The Angels managed no more offense after his strike. While striking out in the seventh inning, Brandon Phillips tweaked a muscle in his side and Kaleb Cowart replaced him at second base.

Even staked to a three-run lead, Bedrosian found trouble in the eighth, loading the bases without recording an out. Quickly, Scioscia turned to Parker, his reliever most likely to produce a strikeout.

Parker notched only one strikeout, but he also did not surrender any hits. Two Texas sacrifice flies made it a one-run game. Left in for another inning with no one warming behind him, Parker retired the Rangers in order.

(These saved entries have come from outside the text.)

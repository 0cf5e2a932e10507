//! Error taxonomy shared by the engine and its transports.
//!
//! Every variant renders a message that can be shown to an operator as-is.

use crate::model::ProfileId;
use thiserror::Error;

/// A client request rejected before it reaches the state machine or the
/// dispatcher.
#[derive(Debug, Clone, Error, PartialEq, Eq)]
pub enum ValidationError {
    #[error("Command must not be empty")]
    EmptyCommand,
    #[error("Select at least one profile")]
    NoProfilesSelected,
    #[error("Profile '{0}' not found in configuration")]
    UnknownProfile(ProfileId),
    #[error("Profiles not connected: {}", .0.join(", "))]
    NotConnected(Vec<ProfileId>),
}

#[derive(Debug, Clone, Error, PartialEq, Eq)]
pub enum ConnectError {
    #[error("Profile '{0}' not found in configuration")]
    UnknownProfile(ProfileId),
    #[error("Credentials required for '{0}'. Configure ADFS username, password and host first.")]
    MissingInputs(ProfileId),
    #[error("A connection attempt for '{0}' is already in progress")]
    AttemptInProgress(ProfileId),
}

/// Failure of a credential storage backend as a whole, as opposed to a
/// per-profile classification.
#[derive(Debug, Error)]
pub enum StoreError {
    #[error("credential storage unavailable: {message}")]
    Unavailable {
        message: String,
        #[source]
        source: Option<anyhow::Error>,
    },
    #[error("credential storage rejected the write: {message}")]
    Write {
        message: String,
        #[source]
        source: Option<anyhow::Error>,
    },
}

impl StoreError {
    pub fn unavailable(message: impl Into<String>, source: impl Into<anyhow::Error>) -> Self {
        StoreError::Unavailable {
            message: message.into(),
            source: Some(source.into()),
        }
    }
}

#[derive(Debug, Error)]
pub enum ValidatorError {
    #[error("Credential validation unavailable: {0}")]
    StorageUnavailable(#[source] StoreError),
}

/// Terminal failure of one profile's command execution.
#[derive(Debug, Clone, Error, PartialEq, Eq)]
pub enum ExecutionFailure {
    #[error("Command exited with status {0}")]
    NonZeroExit(i32),
    #[error("Command terminated by signal")]
    Terminated,
    #[error("Command timed out after {0} seconds")]
    TimedOut(u64),
    #[error("Failed to start command: {0}")]
    Spawn(String),
    #[error("skipped due to dev profile failure")]
    SkippedDevFailure,
    #[error("Execution cancelled")]
    Cancelled,
}
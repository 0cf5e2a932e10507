use super::*;
pub(super) fn handle_config(args: ConfigArgs, config_path: &Path) -> anyhow::Result<()> {
    match args.command {
        ConfigCommands::Init(args) => handle_init(args, config_path),
        ConfigCommands::Show => handle_show(config_path),
    }
}

fn handle_init(args: ConfigInitArgs, config_path: &Path) -> anyhow::Result<()> {
    if config_path.exists() && !args.force {
        anyhow::bail!(
            "config already exists at {} (use --force to overwrite)",
            config_path.display()
        );
    }
    let mut config = AppConfig::default();
    config.connection.adfs_host = args
        .adfs_host
        .map(|host| host.trim().to_string())
        .filter(|host| !host.is_empty());
    config.validate()?;
    config.save(config_path)?;
    info!(path = %config_path.display(), "config written");
    println!("Config saved to {}", config_path.display());
    Ok(())
}

fn handle_show(config_path: &Path) -> anyhow::Result<()> {
    let config = load_config(config_path)?;
    let rendered = serde_json::to_string_pretty(&config).context("serialize config")?;
    if !config_path.exists() {
        println!("# {} not found; showing defaults", config_path.display());
    }
    println!("{rendered}");
    Ok(())
}
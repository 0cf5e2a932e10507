use super::fleet_cmd::{console_line, run_targets};
use super::login_cmd::describe_login;
use super::shared::usable_login_store;
use super::*;
use adfs_core::error::StoreError;
use adfs_core::model::EnvironmentGroup;
use adfs_core::registry::ProfileRegistry;
use adfs_core::runner::ExecutionResult;
use std::time::Duration;

fn registry() -> ProfileRegistry {
    ProfileRegistry::new(ProfileRegistry::default_catalog()).unwrap()
}

#[test]
fn serve_bind_parses() {
    let cli = Cli::try_parse_from(["adfs-fleet", "serve", "--bind", "0.0.0.0:9000"]).unwrap();
    match cli.command {
        Commands::Serve(args) => assert_eq!(args.bind.as_deref(), Some("0.0.0.0:9000")),
        _ => panic!("expected serve command"),
    }
}

#[test]
fn global_config_flag_parses_after_subcommand() {
    let cli = Cli::try_parse_from(["adfs-fleet", "profiles", "--config", "/tmp/c.json"]).unwrap();
    assert_eq!(cli.config.as_deref(), Some(Path::new("/tmp/c.json")));
    assert!(matches!(cli.command, Commands::Profiles));
}

#[test]
fn run_collects_profiles_and_trailing_command() {
    let cli = Cli::try_parse_from([
        "adfs-fleet",
        "run",
        "--profile",
        "aws-dev-eu",
        "--profile",
        "kds-ets-np",
        "--timeout",
        "60",
        "--",
        "aws",
        "s3",
        "ls",
    ])
    .unwrap();
    match cli.command {
        Commands::Run(args) => {
            assert_eq!(args.profiles, vec!["aws-dev-eu", "kds-ets-np"]);
            assert_eq!(args.timeout, Some(60));
            assert_eq!(args.command, vec!["aws", "s3", "ls"]);
            assert!(!args.json);
        }
        _ => panic!("expected run command"),
    }
}

#[test]
fn run_requires_a_profile() {
    assert!(Cli::try_parse_from(["adfs-fleet", "run", "--", "true"]).is_err());
}

#[test]
fn login_set_defaults_password_env() {
    let cli = Cli::try_parse_from([
        "adfs-fleet",
        "login",
        "set",
        "--username",
        "CORP\\me",
        "--profile",
        "kds-ets-np",
    ])
    .unwrap();
    match cli.command {
        Commands::Login(LoginArgs {
            command: LoginCommands::Set(args),
        }) => {
            assert_eq!(args.password_env, "ADFS_PASSWORD");
            assert_eq!(args.profile.as_deref(), Some("kds-ets-np"));
            assert!(args.adfs_host.is_none());
        }
        _ => panic!("expected login set"),
    }
}

#[test]
fn validate_accepts_repeated_profiles() {
    let cli = Cli::try_parse_from([
        "adfs-fleet",
        "validate",
        "--profile",
        "kds-ets-pd",
        "--profile",
        "kds-gps-pd",
        "--json",
    ])
    .unwrap();
    match cli.command {
        Commands::Validate(args) => {
            assert_eq!(args.profiles.len(), 2);
            assert!(args.json);
        }
        _ => panic!("expected validate command"),
    }
}

#[test]
fn run_targets_dedupes_in_order() {
    let targets = run_targets(
        &registry(),
        &["kds-ets-np".into(), "aws-dev-eu".into(), "kds-ets-np".into()],
    )
    .unwrap();
    assert_eq!(targets, vec!["kds-ets-np", "aws-dev-eu"]);
}

#[test]
fn run_targets_rejects_unknown_profiles() {
    let err = run_targets(&registry(), &["nope".into()]).unwrap_err();
    assert!(err.to_string().contains("'nope' not found"));
    let err = run_targets(&registry(), &[]).unwrap_err();
    assert!(err.to_string().contains("Select at least one profile"));
}

#[test]
fn console_lines_tag_profile_and_stream() {
    let line = console_line(&Event::CommandOutput {
        profile: "aws-dev-eu".into(),
        output: "bucket-a".into(),
        is_error: false,
    });
    assert_eq!(line, Some((false, "[aws-dev-eu] bucket-a".to_string())));

    let skipped = ExecutionResult::failed(
        "kds-ets-np",
        EnvironmentGroup::NonProd,
        adfs_core::error::ExecutionFailure::SkippedDevFailure,
        "2030-01-01T00:00:00Z".into(),
    );
    let (is_error, text) = console_line(&Event::CommandComplete(skipped)).unwrap();
    assert!(is_error);
    assert!(text.contains("skipped"));

    assert!(console_line(&Event::error("boom")).is_none());
}

#[test]
fn completion_line_reports_duration() {
    let mut result = ExecutionResult::failed(
        "aws-dev-sg",
        EnvironmentGroup::Dev,
        adfs_core::error::ExecutionFailure::NonZeroExit(2),
        "2030-01-01T00:00:00Z".into(),
    );
    result.duration = Duration::from_millis(1500);
    let (_, text) = console_line(&Event::CommandComplete(result.clone())).unwrap();
    assert_eq!(text, "[aws-dev-sg] failed (1.5s): Command exited with status 2");

    result.success = true;
    result.error = None;
    let (is_error, text) = console_line(&Event::CommandComplete(result)).unwrap();
    assert!(!is_error);
    assert_eq!(text, "[aws-dev-sg] ok (1.5s)");
}

#[test]
fn login_description_hides_password() {
    let inputs = LoginInputs {
        username: "CORP\\me".into(),
        password: "hunter2".into(),
        adfs_host: "adfs.example.com".into(),
    };
    let text = describe_login(&inputs, "default");
    assert!(text.contains("CORP\\me @ adfs.example.com"));
    assert!(!text.contains("hunter2"));
}

#[test]
fn login_account_defaults_without_profile() {
    assert_eq!(login_account(None), LoginAccount::Default);
    assert_eq!(
        login_account(Some("kds-iss-np".into())),
        LoginAccount::Profile("kds-iss-np".into())
    );
}

#[test]
fn explicit_config_path_wins() {
    let path = config_path(Some(Path::new("/etc/adfs/config.json"))).unwrap();
    assert_eq!(path, PathBuf::from("/etc/adfs/config.json"));
}

struct BrokenStore;

impl LoginStore for BrokenStore {
    fn get(&self, _account: &LoginAccount) -> Result<Option<LoginInputs>, StoreError> {
        Err(StoreError::Unavailable {
            message: "no secret service".into(),
            source: None,
        })
    }

    fn set(&self, _account: &LoginAccount, _inputs: &LoginInputs) -> Result<(), StoreError> {
        Err(StoreError::Write {
            message: "no secret service".into(),
            source: None,
        })
    }

    fn clear(&self, _account: &LoginAccount) -> Result<(), StoreError> {
        Ok(())
    }
}

#[test]
fn unavailable_keyring_falls_back_to_memory() {
    let store = usable_login_store(Arc::new(BrokenStore));
    let inputs = LoginInputs {
        username: "CORP\\me".into(),
        password: "pw".into(),
        adfs_host: "adfs.example.com".into(),
    };
    store.set(&LoginAccount::Default, &inputs).unwrap();
    assert_eq!(store.resolve("kds-ets-np").unwrap(), Some(inputs));
}

#[test]
fn working_store_is_kept() {
    let memory: Arc<dyn LoginStore> = Arc::new(MemoryLoginStore::default());
    let chosen = usable_login_store(memory.clone());
    assert!(Arc::ptr_eq(&memory, &chosen));
}
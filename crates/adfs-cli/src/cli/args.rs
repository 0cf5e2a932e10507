use super::*;
#[derive(Parser)]
#[command(author, version, about = "Connect AWS profiles through ADFS and run commands across them")]
pub(super) struct Cli {
    #[arg(
        long,
        global = true,
        help = "Path to config.json (defaults to the per-user config directory)"
    )]
    pub(super) config: Option<PathBuf>,
    #[command(subcommand)]
    pub(super) command: Commands,
}

#[derive(clap::Subcommand)]
pub(super) enum Commands {
    #[command(about = "Run the HTTP/WebSocket server")]
    Serve(ServeArgs),
    #[command(about = "List configured profiles")]
    Profiles,
    #[command(about = "Check stored AWS credentials")]
    Validate(ValidateArgs),
    #[command(about = "Manage saved ADFS logins")]
    Login(LoginArgs),
    #[command(about = "Connect profiles and run one command across them")]
    Run(RunArgs),
    #[command(about = "Manage config")]
    Config(ConfigArgs),
}

#[derive(Parser)]
pub(super) struct ServeArgs {
    #[arg(long, help = "Listen address (overrides server.bind)")]
    pub(super) bind: Option<String>,
}

#[derive(Parser)]
pub(super) struct ValidateArgs {
    #[arg(long = "profile", help = "Profile to check; repeat for several (default: all)")]
    pub(super) profiles: Vec<String>,
    #[arg(long, help = "Print the result as JSON")]
    pub(super) json: bool,
}

#[derive(Parser)]
pub(super) struct LoginArgs {
    #[command(subcommand)]
    pub(super) command: LoginCommands,
}

#[derive(clap::Subcommand)]
pub(super) enum LoginCommands {
    #[command(about = "Save an ADFS login for one profile or as the default")]
    Set(LoginSetArgs),
    #[command(about = "Remove a saved login")]
    Clear(LoginTargetArgs),
    #[command(about = "Show which login a profile would use")]
    Show(LoginTargetArgs),
}

#[derive(Parser)]
pub(super) struct LoginTargetArgs {
    #[arg(long, help = "Profile id; omit for the default login")]
    pub(super) profile: Option<String>,
}

#[derive(Parser)]
pub(super) struct LoginSetArgs {
    #[arg(long, help = "Profile id; omit for the default login")]
    pub(super) profile: Option<String>,
    #[arg(long)]
    pub(super) username: String,
    #[arg(long, help = "ADFS host (defaults to connection.adfs_host)")]
    pub(super) adfs_host: Option<String>,
    #[arg(
        long,
        default_value = "ADFS_PASSWORD",
        help = "Environment variable holding the password; stdin is read when it is unset"
    )]
    pub(super) password_env: String,
}

#[derive(Parser)]
pub(super) struct RunArgs {
    #[arg(long = "profile", required = true, help = "Target profile; repeat for several")]
    pub(super) profiles: Vec<String>,
    #[arg(long, help = "Per-profile timeout in seconds")]
    pub(super) timeout: Option<u64>,
    #[arg(long, help = "Print results as JSON instead of streaming output")]
    pub(super) json: bool,
    #[arg(last = true, help = "Command to run (defaults to command.default_command)")]
    pub(super) command: Vec<String>,
}

#[derive(Parser)]
pub(super) struct ConfigArgs {
    #[command(subcommand)]
    pub(super) command: ConfigCommands,
}

#[derive(clap::Subcommand)]
pub(super) enum ConfigCommands {
    #[command(about = "Write a config file with default settings")]
    Init(ConfigInitArgs),
    #[command(about = "Print the effective config")]
    Show,
}

#[derive(Parser)]
pub(super) struct ConfigInitArgs {
    #[arg(long)]
    pub(super) adfs_host: Option<String>,
    #[arg(long, help = "Overwrite an existing config file")]
    pub(super) force: bool,
}

pub(super) fn command_label(command: &Commands) -> &'static str {
    match command {
        Commands::Serve(_) => "serve",
        Commands::Profiles => "profiles",
        Commands::Validate(_) => "validate",
        Commands::Login(_) => "login",
        Commands::Run(_) => "run",
        Commands::Config(_) => "config",
    }
}
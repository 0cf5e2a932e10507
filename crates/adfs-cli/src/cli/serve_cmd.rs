use super::*;
pub(super) async fn handle_serve(
    args: ServeArgs,
    config_path: &Path,
    log_buffer: logging::LogBuffer,
) -> anyhow::Result<()> {
    let config = load_config(config_path)?;
    let lock_path = default_lock_path()?;
    let Some(_lock) = ServerLock::try_acquire(&lock_path)? else {
        let holder = lock_holder_pid(&lock_path)
            .map(|pid| format!(" (pid {pid})"))
            .unwrap_or_default();
        anyhow::bail!("another adfs-fleet server is already running{holder}");
    };

    let engine = build_engine(&config)?;
    let bind = args.bind.unwrap_or_else(|| config.server.bind.clone());
    let listener = server::bind(&bind).await?;
    println!("Listening on http://{}", listener.local_addr().context("read listener address")?);

    let shutdown = interrupt_token();
    let state = server::AppState {
        engine,
        logs: log_buffer,
    };
    server::serve(listener, state, async move { shutdown.cancelled().await }).await
}
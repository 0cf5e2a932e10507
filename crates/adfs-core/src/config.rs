use crate::model::ProfileDefinition;
use crate::registry::ProfileRegistry;
use anyhow::Context;
use directories::ProjectDirs;
use serde::{Deserialize, Serialize};
use std::fs;
use std::path::{Path, PathBuf};
use std::time::Duration;

pub const CONFIG_VERSION: u32 = 1;
pub const DEFAULT_MAX_HISTORY: usize = 100;

#[derive(Clone, Debug, Serialize, Deserialize, PartialEq)]
pub struct AppConfig {
    #[serde(default = "config_version")]
    pub version: u32,
    #[serde(default = "ProfileRegistry::default_catalog")]
    pub profiles: Vec<ProfileDefinition>,
    #[serde(default)]
    pub connection: ConnectionSettings,
    #[serde(default)]
    pub command: CommandSettings,
    #[serde(default = "default_max_history")]
    pub max_history: usize,
    #[serde(default)]
    pub server: ServerSettings,
}

impl Default for AppConfig {
    fn default() -> Self {
        Self {
            version: CONFIG_VERSION,
            profiles: ProfileRegistry::default_catalog(),
            connection: ConnectionSettings::default(),
            command: CommandSettings::default(),
            max_history: DEFAULT_MAX_HISTORY,
            server: ServerSettings::default(),
        }
    }
}

/// Flags and limits applied to every `aws-adfs login` attempt.
#[derive(Clone, Debug, Serialize, Deserialize, PartialEq)]
pub struct ConnectionSettings {
    #[serde(default)]
    pub adfs_host: Option<String>,
    #[serde(default = "default_auth_timeout")]
    pub timeout_secs: u64,
    #[serde(default = "default_retries")]
    pub retries: u32,
    #[serde(default = "default_true")]
    pub no_sspi: bool,
    #[serde(default = "default_true")]
    pub env_mode: bool,
}

impl Default for ConnectionSettings {
    fn default() -> Self {
        Self {
            adfs_host: None,
            timeout_secs: default_auth_timeout(),
            retries: default_retries(),
            no_sspi: true,
            env_mode: true,
        }
    }
}

impl ConnectionSettings {
    pub fn timeout(&self) -> Duration {
        Duration::from_secs(self.timeout_secs)
    }
}

#[derive(Clone, Debug, Serialize, Deserialize, PartialEq)]
pub struct CommandSettings {
    #[serde(default = "default_command_timeout")]
    pub timeout_secs: u64,
    #[serde(default = "default_command")]
    pub default_command: String,
    #[serde(default = "default_max_output_lines")]
    pub max_output_lines: usize,
}

impl Default for CommandSettings {
    fn default() -> Self {
        Self {
            timeout_secs: default_command_timeout(),
            default_command: default_command(),
            max_output_lines: default_max_output_lines(),
        }
    }
}

impl CommandSettings {
    pub fn timeout(&self) -> Duration {
        Duration::from_secs(self.timeout_secs)
    }
}

#[derive(Clone, Debug, Serialize, Deserialize, PartialEq)]
pub struct ServerSettings {
    #[serde(default = "default_bind")]
    pub bind: String,
}

impl Default for ServerSettings {
    fn default() -> Self {
        Self {
            bind: default_bind(),
        }
    }
}

impl AppConfig {
    pub fn load(path: &Path) -> anyhow::Result<Self> {
        if !path.exists() {
            return Ok(Self::default());
        }
        let data = fs::read_to_string(path).context("read config")?;
        let json: serde_json::Value = serde_json::from_str(&data).context("parse config")?;
        match json.get("version").and_then(|value| value.as_u64()) {
            Some(1) | None => {}
            Some(other) => anyhow::bail!("unsupported config version {other}"),
        }
        let config: AppConfig = serde_json::from_value(json).context("decode config")?;
        config.validate()?;
        Ok(config)
    }

    pub fn save(&self, path: &Path) -> anyhow::Result<()> {
        if let Some(parent) = path.parent() {
            fs::create_dir_all(parent).context("create config directory")?;
        }
        let data = serde_json::to_string_pretty(self).context("serialize config")?;
        fs::write(path, data).context("write config")?;
        Ok(())
    }

    pub fn validate(&self) -> anyhow::Result<()> {
        if !(1..=1000).contains(&self.max_history) {
            anyhow::bail!("max_history must be between 1 and 1000");
        }
        if !(1..=300).contains(&self.connection.timeout_secs) {
            anyhow::bail!("connection.timeout_secs must be between 1 and 300");
        }
        if self.command.timeout_secs == 0 {
            anyhow::bail!("command.timeout_secs must be positive");
        }
        if self.command.max_output_lines == 0 {
            anyhow::bail!("command.max_output_lines must be positive");
        }
        ProfileRegistry::new(self.profiles.clone()).context("validate profiles")?;
        Ok(())
    }

    pub fn registry(&self) -> anyhow::Result<ProfileRegistry> {
        ProfileRegistry::new(self.profiles.clone())
    }
}

fn project_dirs() -> anyhow::Result<ProjectDirs> {
    ProjectDirs::from("com", "adfs-fleet", "adfs-fleet").context("resolve project dirs")
}

pub fn default_config_path() -> anyhow::Result<PathBuf> {
    Ok(project_dirs()?.config_dir().join("config.json"))
}

pub fn default_lock_path() -> anyhow::Result<PathBuf> {
    let project = project_dirs()?;
    Ok(project
        .runtime_dir()
        .unwrap_or(project.cache_dir())
        .join("server.lock"))
}

fn config_version() -> u32 {
    CONFIG_VERSION
}

fn default_max_history() -> usize {
    DEFAULT_MAX_HISTORY
}

fn default_auth_timeout() -> u64 {
    30
}

fn default_retries() -> u32 {
    3
}

fn default_true() -> bool {
    true
}

fn default_command_timeout() -> u64 {
    300
}

fn default_command() -> String {
    "aws s3 ls".to_string()
}

fn default_max_output_lines() -> usize {
    4_000
}

fn default_bind() -> String {
    "127.0.0.1:8000".to_string()
}
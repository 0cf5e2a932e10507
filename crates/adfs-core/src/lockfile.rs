use anyhow::Context;
use fs2::FileExt;
use std::fs::{self, File, OpenOptions};
use std::io::{Read, Seek, SeekFrom, Write};
use std::path::{Path, PathBuf};

/// Exclusive per-user lock held for the lifetime of a running server, so two
/// servers never share connection state for the same profiles.
#[derive(Debug)]
pub struct ServerLock {
    path: PathBuf,
    file: File,
}

impl ServerLock {
    pub fn try_acquire(path: &Path) -> anyhow::Result<Option<Self>> {
        if let Some(parent) = path.parent() {
            fs::create_dir_all(parent).context("create lock directory")?;
        }
        let mut file = OpenOptions::new()
            .create(true)
            .read(true)
            .write(true)
            .truncate(false)
            .open(path)
            .with_context(|| format!("open lock {}", path.display()))?;

        match file.try_lock_exclusive() {
            Ok(()) => {
                file.set_len(0).context("truncate lock")?;
                file.seek(SeekFrom::Start(0)).context("rewind lock")?;
                write!(file, "{}", std::process::id()).context("record lock owner")?;
                file.flush().context("flush lock")?;
                Ok(Some(Self {
                    path: path.to_path_buf(),
                    file,
                }))
            }
            Err(err) if is_lock_held(&err) => Ok(None),
            Err(err) => Err(err).context("lock exclusively"),
        }
    }

    pub fn path(&self) -> &Path {
        &self.path
    }
}

impl Drop for ServerLock {
    fn drop(&mut self) {
        let _ = self.file.unlock();
    }
}

/// Pid recorded by whichever process holds (or last held) the lock.
pub fn lock_holder_pid(path: &Path) -> Option<u32> {
    let mut contents = String::new();
    File::open(path).ok()?.read_to_string(&mut contents).ok()?;
    contents.trim().parse().ok()
}

fn is_lock_held(err: &std::io::Error) -> bool {
    if err.kind() == std::io::ErrorKind::WouldBlock {
        return true;
    }
    // ERROR_LOCK_VIOLATION on Windows
    matches!(err.raw_os_error(), Some(33))
}
use super::*;
use std::io::{self, BufRead, IsTerminal, Write};

pub(super) fn handle_login(args: LoginArgs, config_path: &Path) -> anyhow::Result<()> {
    let store = KeyringLoginStore::default();
    match args.command {
        LoginCommands::Set(args) => {
            let config = load_config(config_path)?;
            handle_set(args, &config, &store)
        }
        LoginCommands::Clear(args) => handle_clear(args, &store),
        LoginCommands::Show(args) => handle_show(args, &store),
    }
}

fn handle_set(args: LoginSetArgs, config: &AppConfig, store: &dyn LoginStore) -> anyhow::Result<()> {
    if let Some(profile) = args.profile.as_deref() {
        let registry = config.registry()?;
        if !registry.contains(profile) {
            anyhow::bail!("Profile '{profile}' not found in configuration");
        }
    }
    let adfs_host = args
        .adfs_host
        .or_else(|| config.connection.adfs_host.clone())
        .context("--adfs-host is required when connection.adfs_host is not configured")?;
    let password = read_password(&args.password_env)?;
    let inputs = LoginInputs {
        username: args.username.trim().to_string(),
        password,
        adfs_host: adfs_host.trim().to_string(),
    };
    if !inputs.is_usable() {
        anyhow::bail!("username, password and ADFS host must all be non-empty");
    }
    let account = login_account(args.profile);
    store.set(&account, &inputs)?;
    println!("Saved login for {account}");
    Ok(())
}

fn handle_clear(args: LoginTargetArgs, store: &dyn LoginStore) -> anyhow::Result<()> {
    let account = login_account(args.profile);
    store.clear(&account)?;
    println!("Cleared login for {account}");
    Ok(())
}

fn handle_show(args: LoginTargetArgs, store: &dyn LoginStore) -> anyhow::Result<()> {
    let (inputs, source) = match args.profile.as_deref() {
        Some(profile) => {
            let own = store.get(&LoginAccount::Profile(profile.to_string()))?;
            match own {
                Some(inputs) => (Some(inputs), "profile"),
                None => (store.get(&LoginAccount::Default)?, "default"),
            }
        }
        None => (store.get(&LoginAccount::Default)?, "default"),
    };
    match inputs {
        Some(inputs) => println!("{}", describe_login(&inputs, source)),
        None => println!("No saved login"),
    }
    Ok(())
}

pub(super) fn describe_login(inputs: &LoginInputs, source: &str) -> String {
    format!(
        "{} @ {} (password saved, from {source} entry)",
        inputs.username, inputs.adfs_host
    )
}

fn read_password(env_var: &str) -> anyhow::Result<String> {
    if let Ok(password) = std::env::var(env_var)
        && !password.is_empty()
    {
        return Ok(password);
    }
    let stdin = io::stdin();
    if stdin.is_terminal() {
        eprint!("Password (input is visible; prefer ${env_var}): ");
        io::stderr().flush().ok();
    }
    let mut line = String::new();
    stdin.lock().read_line(&mut line).context("read password from stdin")?;
    Ok(line.trim_end_matches(['\r', '\n']).to_string())
}
pub mod auth;
pub mod config;
pub mod connection;
pub mod credentials;
pub mod dispatcher;
pub mod error;
pub mod events;
pub mod export;
pub mod history;
pub mod lockfile;
pub mod model;
pub mod protocol;
pub mod provider;
pub mod publisher;
pub mod registry;
pub mod runner;
pub mod session;
pub mod validator;

#[cfg(test)]
mod test_support;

“We needed someone to step up tonight,” Simmons said. “He definitely did that.”

Short hops

Reliever Keynan Middleton, who exited a Thursday appearance because of irritation in the ulnar nerve within his elbow, played catch Friday. Scioscia termed Middleton day-to-day but said he would have to complete a bullpen session before he could resume pitching in games. … Heaney did not throw Friday for the third consecutive day. Scioscia said Heaney was waiting for medicine to take hold within his sore shoulder. … The Angels sent right-hander Elvin Rodriguez to Detroit to complete the teams’ Aug. 31 trade for Upton. Rodriguez, 19, was not highly ranked in the Angels’ farm system but produced solid statistics in limited innings.